The Evolution of the Valentine
From the earliest tokens of affection - perhaps a feather, a flower, or a fern frond - we have chosen to honor our beloved with a cherished emblem. Selected with love and respect, and meant to reflect the most sensitive emotion, these objects have evolved over the centuries. Handmade devotionals, delicately cut in parchment, and tenderly created in convents in France, Germany, and Holland since the 16th century, are the precursors of the modern Valentine, in the purest sense. As the paper industry evolved, and decorative paper became available in the 18th century, it became the vehicle for sentimental poetry, the canvas for elegant calligraphy, and cherished friendship greetings could be beautifully created and saved for posterity. The paper Valentine, commemorating February 14th, the date of the martyrdom of the patron of lovers, Saint Valentine, in 276 A.D. , was catapulted into its great popularity by the combination of two factors: the availability of paper, and a universal postal system. Until that time, a "Valentine" referred to the chosen "person" and the gift was frequently jewelry, lingerie, or gloves.

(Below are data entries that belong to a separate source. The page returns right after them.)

/// A node's signed answer to a return codes request
#[derive(Serialize, Deserialize, Clone, Debug)]
pub struct ReturnCodesResponsePayload {
    pub election_event_id: String,
    pub verification_card_set_id: String,
    pub request_id: String,
    pub node_id: u8,
    pub response: ReturnCodesResponse,
}

impl Signable for ReturnCodesResponsePayload {}

/// Public keys a node publishes after key generation
#[derive(Serialize, Deserialize, Clone, Debug, PartialEq, Eq)]
pub struct NodePublicKeys {
    pub node_id: u8,
    pub ccr_choice_return_codes_public_key: ElGamalPublicKey,
    pub election_public_key: ElGamalPublicKey,
}

/// A control component node, answering the requests on its own queues
pub struct ControlComponentNode<S: Store> {
    config: Config,
    group: GqGroup,
    node_directory: NodeDirectory,
    store: S,
}

impl<S: Store> ControlComponentNode<S> {
    /// A node needs its signing key and the signing keys of every node, its own included
    pub fn new(config: Config, group: GqGroup, node_directory: NodeDirectory, store: S) -> Result<Self, Error> {
        config.validate()?;
        let public_key = config.public_key()?;
        for node_id in 1..=config.total_nodes {
            node_directory.get(node_id)?;
        }
        if node_directory.get(config.node_id)? != &public_key {
            return Err(ValidationError::UnexpectedSigner.into());
        }

        Ok(ControlComponentNode {
            config,
            group,
            node_directory,
            store,
        })
    }

    pub fn node_id(&self) -> u8 {
        self.config.node_id
    }

    pub fn config(&self) -> &Config {
        &self.config
    }

    pub fn group(&self) -> &GqGroup {
        &self.group
    }

    pub fn public_key(&self) -> Result<ed25519_dalek::PublicKey, Error> {
        self.config.public_key()
    }

    pub fn store(&self) -> &S {
        &self.store
    }

    pub fn store_mut(&mut self) -> &mut S {
        &mut self.store
    }

    /// GenKeysCCR plus the node's election key share, generated once per election event
    pub fn generate_keys<R: RngCore + CryptoRng>(
        &mut self,
        election_event_id: &str,
        rng: &mut R,
    ) -> Result<NodePublicKeys, Error> {
        validate_uuid(election_event_id)?;
        let node_id = self.node_id();
        if self.store.get_node_keys(election_event_id, node_id).is_some()
            || self.store.get_election_keypair(election_event_id, node_id).is_some()
        {
            error!(
                "GenKeysCCR: node {} already holds keys for election event {}",
                node_id, election_event_id
            );
            return Err(Error::NodeKeysAlreadyGenerated(election_event_id.to_owned(), node_id));
        }

        let keys = gen_keys_ccr(&self.group, self.config.phi, rng)?;
        let election_keypair = ElGamalKeyPair::generate(&self.group, self.config.phi, rng)?;
        let public_keys = NodePublicKeys {
            node_id,
            ccr_choice_return_codes_public_key: keys.ccr_choice_return_codes_keypair.public_key().clone(),
            election_public_key: election_keypair.public_key().clone(),
        };

        self.store.save_node_keys(election_event_id, node_id, keys)?;
        self.store
            .save_election_keypair(election_event_id, node_id, election_keypair)?;

        info!("GenKeysCCR: node {} generated keys for election event {}", node_id, election_event_id);
        Ok(public_keys)
    }

    /// Handle a message from the node's return codes request queue, returning the response to send.
    ///
    /// A redelivered request is answered with the response recorded the first time.
    pub fn handle_return_codes_request<R: RngCore + CryptoRng>(
        &mut self,
        message: &Message,
        rng: &mut R,
    ) -> Result<Message, Error> {
        self.ensure_own_queue(&message.queue, RETURN_CODES_REQUEST_PATTERN)?;
        let payload: ReturnCodesRequestPayload = serde_json::from_slice(&message.body)?;
        let context = ReturnCodesNodeContext::new(
            &self.config,
            &payload.election_event_id,
            &payload.verification_card_set_id,
            self.group,
        )?;

        let key = ExactlyOnceKey {
            correlation_id: message.correlation_id.clone(),
            context_id: payload
                .request
                .verification_card_id()
                .unwrap_or(payload.verification_card_set_id.as_str())
                .to_owned(),
            context: payload.request.context().to_owned(),
            node_id: self.node_id(),
        };

        let config = &self.config;
        let correlation_id = &message.correlation_id;
        let delivery = process_exactly_once(&mut self.store, key, &message.body, |store| {
            let response = run_return_codes_request(store, &context, &payload.request, rng)?;
            let signed = Signed::sign(
                config.signing_key()?,
                ReturnCodesResponsePayload {
                    election_event_id: payload.election_event_id.clone(),
                    verification_card_set_id: payload.verification_card_set_id.clone(),
                    request_id: correlation_id.clone(),
                    node_id: config.node_id,
                    response,
                },
            )?;
            Ok(serde_json::to_vec(&signed)?)
        })?;

        Ok(Message::new(
            queue_name(RETURN_CODES_RESPONSE_PATTERN, self.node_id()),
            message.correlation_id.clone(),
            delivery.into_response(),
        ))
    }

    /// Handle a message from the node's mixnet request queue, returning the response to send
    pub fn handle_mixnet_request<R: RngCore + CryptoRng>(
        &mut self,
        message: &Message,
        rng: &mut R,
    ) -> Result<Message, Error> {
        self.ensure_own_queue(&message.queue, MIXNET_REQUEST_PATTERN)?;
        let request: MixDecryptOnlineRequest = serde_json::from_slice(&message.body)?;
        let node_id = self.node_id();
        if request.node_id != node_id {
            return Err(ValidationError::UnexpectedNodeId(node_id, request.node_id).into());
        }
        let expected = node_id as usize - 1;
        if request.shuffle_payloads.len() != expected {
            return Err(ValidationError::WrongNumberOfShufflePayloads(expected, request.shuffle_payloads.len()).into());
        }

        let key = ExactlyOnceKey {
            correlation_id: message.correlation_id.clone(),
            context_id: format!("{}:{}", request.election_event_id, request.ballot_box_id),
            context: MIX_DEC_ONLINE_CONTEXT.to_owned(),
            node_id,
        };
        let config = &self.config;
        let node_directory = &self.node_directory;
        let delivery = process_exactly_once(&mut self.store, key, &message.body, |store| {
            verify_mixnet_request(&request, node_directory)?;
            let response = run_mixnet_request(store, config, &request, rng)?;
            Ok(serde_json::to_vec(&MixnetResponse::Mixed(response))?)
        })?;

        Ok(Message::new(
            queue_name(MIXNET_RESPONSE_PATTERN, node_id),
            message.correlation_id.clone(),
            delivery.into_response(),
        ))
    }

    /// Answer every request waiting on this node's queues.
    ///
    /// A failed request is answered with a signed rejection.
    pub fn poll<B: Broker, R: RngCore + CryptoRng>(&mut self, broker: &mut B, rng: &mut R) -> Result<usize, Error> {
        let node_id = self.node_id();
        let mut handled = 0;

        let queue = queue_name(RETURN_CODES_REQUEST_PATTERN, node_id);
        while let Some(message) = broker.receive(&queue) {
            let response = match self.handle_return_codes_request(&message, rng) {
                Ok(response) => response,
                Err(e) => {
                    error!(
                        "node {}: return codes request {} failed: {}",
                        node_id, message.correlation_id, e
                    );
                    self.rejection(&message, &e)?
                }
            };
            broker.send(response);
            handled += 1;
        }

        let queue = queue_name(MIXNET_REQUEST_PATTERN, node_id);
        while let Some(message) = broker.receive(&queue) {
            let response = match self.handle_mixnet_request(&message, rng) {
                Ok(response) => response,
                Err(e) => {
                    error!(
                        "node {}: mixnet request {} failed: {}",
                        node_id, message.correlation_id, e
                    );
                    self.mixnet_rejection(&message, &e)?
                }
            };
            broker.send(response);
            handled += 1;
        }

        Ok(handled)
    }

    fn rejection(&self, message: &Message, cause: &Error) -> Result<Message, Error> {
        let (election_event_id, verification_card_set_id) =
            match serde_json::from_slice::<ReturnCodesRequestPayload>(&message.body) {
                Ok(payload) => (payload.election_event_id, payload.verification_card_set_id),
                Err(_) => (String::new(), String::new()),
            };
        let signed = Signed::sign(
            self.config.signing_key()?,
            ReturnCodesResponsePayload {
                election_event_id,
                verification_card_set_id,
                request_id: message.correlation_id.clone(),
                node_id: self.node_id(),
                response: ReturnCodesResponse::Rejected {
                    reason: cause.to_string(),
                },
            },
        )?;
        Ok(Message::new(
            queue_name(RETURN_CODES_RESPONSE_PATTERN, self.node_id()),
            message.correlation_id.clone(),
            serde_json::to_vec(&signed)?,
        ))
    }

    fn mixnet_rejection(&self, message: &Message, cause: &Error) -> Result<Message, Error> {
        let (election_event_id, ballot_box_id) =
            match serde_json::from_slice::<MixDecryptOnlineRequest>(&message.body) {
                Ok(request) => (request.election_event_id, request.ballot_box_id),
                Err(_) => (String::new(), String::new()),
            };
        let signed = Signed::sign(
            self.config.signing_key()?,
            MixDecryptOnlineRejection {
                election_event_id,
                ballot_box_id,
                node_id: self.node_id(),
                request_id: message.correlation_id.clone(),
                reason: cause.to_string(),
            },
        )?;
        Ok(Message::new(
            queue_name(MIXNET_RESPONSE_PATTERN, self.node_id()),
            message.correlation_id.clone(),
            serde_json::to_vec(&MixnetResponse::Rejected(signed))?,
        ))
    }

    fn ensure_own_queue(&self, queue: &str, pattern: &str) -> Result<(), ValidationError> {
        let (found_pattern, node_id) = parse_queue_name(queue)?;
        if found_pattern != pattern {
            return Err(ValidationError::UnknownQueue(queue.to_owned()));
        }
        if node_id != self.node_id() {
            return Err(ValidationError::UnexpectedNodeId(self.node_id(), node_id));
        }
        Ok(())
    }
}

The overwhelming success of the English cameo-embossing and lace paper industry enabled the magic of delicacy and exquisite beauty to be combined in a manner yet to be reproduced. They reached their apex in the period of 1840 to 1860, with the achievement of magnificent and elaborate motifs and their incredibly elegant embellishments. Many designs were adaptations of earlier Austrian techniques: silk chiffon insert panels encrusted with flowers, jewels, and scraps, intricately cut beehives that lifted open when a silken cord was gently elevated, and flaps that opened to reveal hidden messages or images. A receptive public found the images tantalizing, and price often had little to do with acquiring them!
In America, Valentines were largely handcrafted and the influence of the immigrant German cultures resulted in the wonderful folk-art paper items known as scherenschnitte, paper cutting, and fraktur, paper designs incorporating the German writing and imagery. Paper was scarce and costly, and free time to create special missives was also limited because of the responsibilities of work and school. The handmade love-tokens reflected the beauty and tenderness of personal communication, from the most primitive woven paper hearts and hands to the most elegant penmanship.

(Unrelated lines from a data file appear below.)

use crate::*;

/// A node's view of one verification card set of one election event
#[derive(Serialize, Deserialize, Clone, Debug, PartialEq, Eq)]
pub struct ReturnCodesNodeContext {
    pub node_id: u8,
    pub total_nodes: u8,
    pub max_confirmation_attempts: u32,
    pub election_event_id: String,
    pub verification_card_set_id: String,
    pub group: GqGroup,
}

impl ReturnCodesNodeContext {
    pub fn new(
        config: &Config,
        election_event_id: &str,
        verification_card_set_id: &str,
        group: GqGroup,
    ) -> Result<Self, Error> {
        config.validate()?;
        validate_uuid(election_event_id)?;
        validate_uuid(verification_card_set_id)?;

        Ok(ReturnCodesNodeContext {
            node_id: config.node_id,
            total_nodes: config.total_nodes,
            max_confirmation_attempts: config.max_confirmation_attempts,
            election_event_id: election_event_id.to_owned(),
            verification_card_set_id: verification_card_set_id.to_owned(),
            group,
        })
    }
}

American manufacturers provided wood engraved or lithographic Valentines, both sentimental and comic, as early as the 1830s. Elaborate European missives were occasionally imported, but prohibitively expensive and unavailable to the general public. When Esther Howland launched her dynamic enterprise, she found a vast market, receptive and eager to purchase her cards. Competition existed, but Esther Howland reigned as the person who made lace Valentines into a positive commercial venture.

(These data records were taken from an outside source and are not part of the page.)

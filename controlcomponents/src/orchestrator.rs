use crate::*;
use log::{error, info, warn};

pub const MIX_DEC_ONLINE_RESPONSE_CONTEXT: &str = "MixDecryptOnlineResponse";

/// The next thing the orchestrator expects for a ballot box
#[derive(Serialize, Deserialize, Clone, Debug, PartialEq, Eq)]
pub enum PipelineAction {
    /// A request is outstanding with a node. Kept so that it can be sent again unchanged.
    AwaitNode {
        node_id: u8,
        correlation_id: String,
        request: Vec<u8>,
    },

    /// A node refused the request. Initiating again retries it under a new correlation id.
    Rejected {
        node_id: u8,
        request: Vec<u8>,
        reason: String,
    },

    /// Every node has answered
    Complete,
}

fn pipeline_context_id(election_event_id: &str, ballot_box_id: &str) -> String {
    format!("{}:{}", election_event_id, ballot_box_id)
}

/// Drives the mix-decrypt chain of a ballot box through the nodes, one node at a time.
///
/// Every response is processed exactly once per correlation id. Processing verifies and persists
/// the node's payloads and then sends at most one request, to the next node.
pub struct MixnetOrchestrator {
    total_nodes: u8,
    node_directory: NodeDirectory,
}

impl MixnetOrchestrator {
    pub fn new(total_nodes: u8, node_directory: NodeDirectory) -> Result<Self, Error> {
        if total_nodes < 2 {
            return Err(Error::Config(format!(
                "at least 2 nodes are required, found {}",
                total_nodes
            )));
        }
        for node_id in 1..=total_nodes {
            node_directory.get(node_id)?;
        }

        Ok(MixnetOrchestrator {
            total_nodes,
            node_directory,
        })
    }

    pub fn total_nodes(&self) -> u8 {
        self.total_nodes
    }

    /// Start mixing a ballot box, or send the outstanding request again if it is already started
    pub fn initiate<S: Store, B: Broker>(
        &self,
        store: &mut S,
        broker: &mut B,
        election_event_id: &str,
        ballot_box_id: &str,
    ) -> Result<(), Error> {
        validate_uuid(election_event_id)?;
        validate_uuid(ballot_box_id)?;

        match store.get_pipeline(election_event_id, ballot_box_id) {
            None => {
                let request = MixDecryptOnlineRequest {
                    election_event_id: election_event_id.to_owned(),
                    ballot_box_id: ballot_box_id.to_owned(),
                    node_id: 1,
                    shuffle_payloads: Vec::new(),
                    initial_payload: None,
                };
                let action = PipelineAction::AwaitNode {
                    node_id: 1,
                    correlation_id: new_id(),
                    request: serde_json::to_vec(&request)?,
                };
                store.set_pipeline(election_event_id, ballot_box_id, action.clone());
                info!(
                    "MixDecOnline: starting ballot box {} of election event {}",
                    ballot_box_id, election_event_id
                );
                send_pending(broker, &action);
                Ok(())
            }
            Some(PipelineAction::Complete) => Err(Error::PipelineAlreadyComplete(
                election_event_id.to_owned(),
                ballot_box_id.to_owned(),
            )),
            Some(PipelineAction::Rejected { node_id, request, .. }) => {
                let action = PipelineAction::AwaitNode {
                    node_id,
                    correlation_id: new_id(),
                    request,
                };
                store.set_pipeline(election_event_id, ballot_box_id, action.clone());
                warn!(
                    "MixDecOnline: retrying node {} for ballot box {} of election event {}",
                    node_id, ballot_box_id, election_event_id
                );
                send_pending(broker, &action);
                Ok(())
            }
            Some(action) => {
                warn!(
                    "MixDecOnline: ballot box {} of election event {} is stuck, resending the pending request",
                    ballot_box_id, election_event_id
                );
                send_pending(broker, &action);
                Ok(())
            }
        }
    }

    /// Process a response from a node's mixnet response queue
    pub fn on_response<S: Store, B: Broker>(
        &self,
        store: &mut S,
        broker: &mut B,
        message: &Message,
    ) -> Result<Delivery, Error> {
        let node_id = match parse_queue_name(&message.queue)? {
            (MIXNET_RESPONSE_PATTERN, node_id) => node_id,
            _ => return Err(ValidationError::UnknownQueue(message.queue.clone()).into()),
        };
        let response: MixnetResponse = serde_json::from_slice(&message.body)?;
        let ee = response.election_event_id().to_owned();
        let bb = response.ballot_box_id().to_owned();

        let key = ExactlyOnceKey {
            correlation_id: message.correlation_id.clone(),
            context_id: pipeline_context_id(&ee, &bb),
            context: MIX_DEC_ONLINE_RESPONSE_CONTEXT.to_owned(),
            node_id,
        };
        let delivery = process_exactly_once(store, key, &message.body, |store| {
            match response {
                MixnetResponse::Mixed(response) => {
                    self.record_response(store, node_id, &message.correlation_id, response)?
                }
                MixnetResponse::Rejected(rejection) => {
                    self.record_rejection(store, node_id, &message.correlation_id, rejection)?
                }
            }
            Ok(Vec::new())
        });

        let delivery = match delivery {
            Ok(delivery) => delivery,
            Err(e) => {
                error!(
                    "MixDecOnline: rejected response {} of node {} for ballot box {} of election event {}: {}",
                    message.correlation_id, node_id, bb, ee, e
                );
                return Err(e);
            }
        };

        if delivery.is_redelivery() {
            info!(
                "MixDecOnline: response {} of node {} already processed",
                message.correlation_id, node_id
            );
            return Ok(delivery);
        }

        match store.get_pipeline(&ee, &bb) {
            Some(action @ PipelineAction::AwaitNode { .. }) => send_pending(broker, &action),
            Some(PipelineAction::Complete) => {
                info!("MixDecOnline: ballot box {} of election event {} is mixed", bb, ee)
            }
            _ => {}
        }
        Ok(delivery)
    }

    /// Record a node's refusal of the pending request, stopping the chain until it is initiated
    /// again
    fn record_rejection<S: Store>(
        &self,
        store: &mut S,
        node_id: u8,
        correlation_id: &str,
        rejection: Signed<MixDecryptOnlineRejection>,
    ) -> Result<(), Error> {
        rejection.verify_signature(self.node_directory.get(node_id)?)?;
        if rejection.node_id != node_id {
            return Err(ValidationError::UnexpectedNodeId(node_id, rejection.node_id).into());
        }

        let ee = rejection.election_event_id.as_str();
        let bb = rejection.ballot_box_id.as_str();
        match store.get_pipeline(ee, bb) {
            Some(PipelineAction::AwaitNode {
                node_id: expected,
                correlation_id: pending,
                request,
            }) if expected == node_id && pending == correlation_id && rejection.request_id == correlation_id => {
                error!(
                    "MixDecOnline: node {} rejected ballot box {} of election event {}: {}",
                    node_id, bb, ee, rejection.reason
                );
                store.set_pipeline(
                    ee,
                    bb,
                    PipelineAction::Rejected {
                        node_id,
                        request,
                        reason: rejection.reason.clone(),
                    },
                );
                Ok(())
            }
            _ => Err(Error::UnexpectedResponse(format!(
                "rejection {} of node {} for ballot box {} was not requested",
                correlation_id, node_id, bb
            ))),
        }
    }

    /// Verify a node's response against the chain so far and persist it. Nothing is written
    /// unless every check passes.
    fn record_response<S: Store>(
        &self,
        store: &mut S,
        node_id: u8,
        correlation_id: &str,
        response: MixDecryptOnlineResponse,
    ) -> Result<(), Error> {
        let ee = response.election_event_id.as_str();
        let bb = response.ballot_box_id.as_str();

        match store.get_pipeline(ee, bb) {
            Some(PipelineAction::AwaitNode {
                node_id: expected,
                correlation_id: pending,
                ..
            }) if expected == node_id && pending == correlation_id => {}
            Some(PipelineAction::Complete) => {
                return Err(Error::PipelineAlreadyComplete(ee.to_owned(), bb.to_owned()))
            }
            _ => {
                return Err(Error::UnexpectedResponse(format!(
                    "response {} of node {} for ballot box {} was not requested",
                    correlation_id, node_id, bb
                )))
            }
        }

        if response.node_id != node_id {
            return Err(ValidationError::UnexpectedNodeId(node_id, response.node_id).into());
        }
        let shuffle_payload = response.shuffle_payload;
        if shuffle_payload.node_id != node_id {
            return Err(ValidationError::UnexpectedNodeId(node_id, shuffle_payload.node_id).into());
        }
        let signer = self.node_directory.get(node_id)?;
        shuffle_payload.verify_signature(signer)?;

        let (initial, new_initial) = match store.get_initial_payload(ee, bb) {
            Some(initial) => (initial, false),
            None if node_id == 1 => {
                let initial = response
                    .initial_payload
                    .ok_or_else(|| ValidationError::MissingInitialPayload(bb.to_owned()))?;
                initial.verify_signature(signer)?;
                if initial.election_event_id != ee || initial.ballot_box_id != bb {
                    return Err(ValidationError::ContextMismatch.into());
                }
                (initial, true)
            }
            None => return Err(ValidationError::MissingInitialPayload(bb.to_owned()).into()),
        };

        let mut shuffle_payloads = store.get_shuffle_payloads(ee, bb);
        if shuffle_payloads.iter().any(|p| p.node_id == node_id) {
            return Err(ValidationError::DuplicateShufflePayload(node_id).into());
        }
        let expected = node_id as usize - 1;
        if shuffle_payloads.len() != expected {
            return Err(ValidationError::WrongNumberOfShufflePayloads(expected, shuffle_payloads.len()).into());
        }
        verify_shuffle_payload(
            initial.inner(),
            shuffle_payloads.last().map(|p| p.inner()),
            shuffle_payload.inner(),
        )?;

        let next = if node_id < self.total_nodes {
            shuffle_payloads.push(shuffle_payload.clone());
            let request = MixDecryptOnlineRequest {
                election_event_id: ee.to_owned(),
                ballot_box_id: bb.to_owned(),
                node_id: node_id + 1,
                shuffle_payloads,
                initial_payload: Some(initial.clone()),
            };
            PipelineAction::AwaitNode {
                node_id: node_id + 1,
                correlation_id: new_id(),
                request: serde_json::to_vec(&request)?,
            }
        } else {
            PipelineAction::Complete
        };

        if new_initial {
            store.set_initial_payload(initial);
        }
        store.add_shuffle_payload(shuffle_payload);
        store.set_pipeline(ee, bb, next);

        info!(
            "MixDecOnline: recorded shuffle payload of node {} for ballot box {} of election event {}",
            node_id, bb, ee
        );
        Ok(())
    }

    /// Process every response waiting on the nodes' mixnet response queues. Responses that fail
    /// verification are logged and dropped.
    pub fn poll<S: Store, B: Broker>(&self, store: &mut S, broker: &mut B) -> usize {
        let mut processed = 0;
        for node_id in 1..=self.total_nodes {
            let queue = queue_name(MIXNET_RESPONSE_PATTERN, node_id);
            while let Some(message) = broker.receive(&queue) {
                if self.on_response(store, broker, &message).is_ok() {
                    processed += 1;
                }
            }
        }
        processed
    }

    /// countMixDecryptOnlinePayloads
    pub fn count_mix_decrypt_online_payloads<S: Store>(
        &self,
        store: &S,
        election_event_id: &str,
        ballot_box_id: &str,
    ) -> usize {
        store.count_shuffle_payloads(election_event_id, ballot_box_id)
    }

    pub fn status<S: Store>(&self, store: &S, election_event_id: &str, ballot_box_id: &str) -> MixDecryptOnlineStatus {
        if let Some(PipelineAction::Rejected { .. }) = store.get_pipeline(election_event_id, ballot_box_id) {
            return MixDecryptOnlineStatus::Error;
        }

        let payloads = store.get_shuffle_payloads(election_event_id, ballot_box_id);
        if payloads.is_empty() {
            return MixDecryptOnlineStatus::NotStarted;
        }

        let in_order = payloads.iter().zip(1..).all(|(p, n)| p.node_id == n);
        if !in_order || store.get_initial_payload(election_event_id, ballot_box_id).is_none() {
            return MixDecryptOnlineStatus::Error;
        }
        MixDecryptOnlineStatus::from_count(payloads.len(), self.total_nodes)
    }

    /// getFinalPayload: the initial payload and every node's shuffle payload, once the chain is
    /// complete
    pub fn get_final_payload<S: Store>(
        &self,
        store: &S,
        election_event_id: &str,
        ballot_box_id: &str,
    ) -> Option<MixnetFinalPayload> {
        if self.status(store, election_event_id, ballot_box_id) != MixDecryptOnlineStatus::Mixed {
            return None;
        }
        let initial_payload = store.get_initial_payload(election_event_id, ballot_box_id)?;
        Some(MixnetFinalPayload {
            initial_payload,
            shuffle_payloads: store.get_shuffle_payloads(election_event_id, ballot_box_id),
        })
    }
}

fn send_pending<B: Broker>(broker: &mut B, action: &PipelineAction) {
    if let PipelineAction::AwaitNode {
        node_id,
        correlation_id,
        request,
    } = action
    {
        broker.send(Message::new(
            queue_name(MIXNET_REQUEST_PATTERN, *node_id),
            correlation_id.clone(),
            request.clone(),
        ));
    }
}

As the Industrial Revolution changed manufacturing, it also changed lifestyles. Time became the most important factor, and mass-production, which could create more, cheaper, faster - also made them less appealing. The rapid pace left less time for hand-finished details. Machine-made cards were different, but many were lovely in their own, more modern way. Chromolithography led the path to album-sized cards, postal cards, and die-cut fabrications of every popular theme, from children and romantic couples, to automobiles, ships, sewing machines, and even dirigibles! Their beauty was appreciated, and the popularity of Valentines persisted, yet the delicate fantasies, elaborate layered effects, water-colored posies, and delightful details of Esther Howland were only treasured memories. By 1881, when she sold her business to George Whitney, society's pace was already entering a modern era.